Step 1: Start with the First Element

We set both current_sum and max_sum to the first element. This is important because the array may contain only negative numbers.

Step 2: Loop Through the Array

Starting from the second element, we check whether it is better to start a new subarray or continue the previous subarray.

Step 3: Update Current Sum

current_sum = max(current_number, current_sum + current_number)

This line chooses the better option between starting fresh and continuing the previous subarray.

Step 4: Update Maximum Sum

max_sum = max(max_sum, current_sum)

This line stores the best answer found so far.

Step 5: Return the Answer

After the loop ends, max_sum contains the largest subarray sum.

Output for the Examples

Example 1 Output:
15

Example 2 Output:
-1

Time and Space Complexity

  • Time Complexity: O(n)
  • Space Complexity: O(1)

The algorithm is fast because it visits each element only once.

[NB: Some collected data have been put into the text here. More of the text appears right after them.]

//! Process-boundary glue: source files in, `.asm` files out, and the external
//! assembler that turns them into an executable.

use std::ffi::{OsStr, OsString};
use std::fs;
use std::path::{Path, PathBuf};
use std::process::Command;

use snafu::ResultExt;
use tracing::info;

use crate::error::{
  AssemblerFailedSnafu, CompileResult, ReadSourceSnafu, SpawnAssemblerSnafu, WriteOutputSnafu,
};
use crate::generate_assembly;

/// Path of the assembly file written for `output_base`: the `.asm` suffix is
/// appended, so `out.v2` becomes `out.v2.asm`.
pub fn asm_path(output_base: &Path) -> PathBuf {
  let mut path = OsString::from(output_base.as_os_str());
  path.push(".asm");
  PathBuf::from(path)
}

/// Compile `input` and write the assembly next to `output_base`.
///
/// Nothing is written unless the whole pipeline succeeds.
pub fn compile_file(input: &Path, output_base: &Path) -> CompileResult<PathBuf> {
  let source = fs::read_to_string(input).context(ReadSourceSnafu { path: input })?;
  let asm = generate_assembly(&source)?;

  let out = asm_path(output_base);
  fs::write(&out, asm).context(WriteOutputSnafu { path: &out })?;
  info!(input = %input.display(), output = %out.display(), "wrote assembly");
  Ok(out)
}

/// External assembler invoked as `<program> <file.asm>`.
#[derive(Debug, Clone, PartialEq, Eq)]
pub struct Assembler {
  program: OsString,
}

impl Default for Assembler {
  fn default() -> Self {
    Self::new("fasm")
  }
}

impl Assembler {
  pub fn new(program: impl AsRef<OsStr>) -> Self {
    Self {
      program: program.as_ref().to_os_string(),
    }
  }

  pub fn program(&self) -> &OsStr {
    &self.program
  }

  pub fn assemble(&self, asm_file: &Path) -> CompileResult<()> {
    let program = self.program.to_string_lossy().into_owned();
    info!(assembler = %program, file = %asm_file.display(), "running assembler");

    let status = Command::new(&self.program)
      .arg(asm_file)
      .status()
      .context(SpawnAssemblerSnafu {
        program: program.as_str(),
      })?;

    if !status.success() {
      return AssemblerFailedSnafu {
        program,
        path: asm_file,
        status,
      }
      .fail();
    }
    Ok(())
  }
}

It also does not use any extra array.

Key Points to Remember

  • A subarray must be continuous.
  • Kadane's Algorithm solves the problem in one loop.
  • current_sum stores the best sum ending at the current index.
  • max_sum stores the best answer found so far.
  • This solution works even when all numbers are negative.

Conclusion

The maximum subarray sum problem can be solved efficiently using Kadane's Algorithm. Instead of checking all possible subarrays, we make the best decision at every index.

This method is simple, fast, and commonly used in coding interviews. It works in O(n) time and uses only O(1) extra space.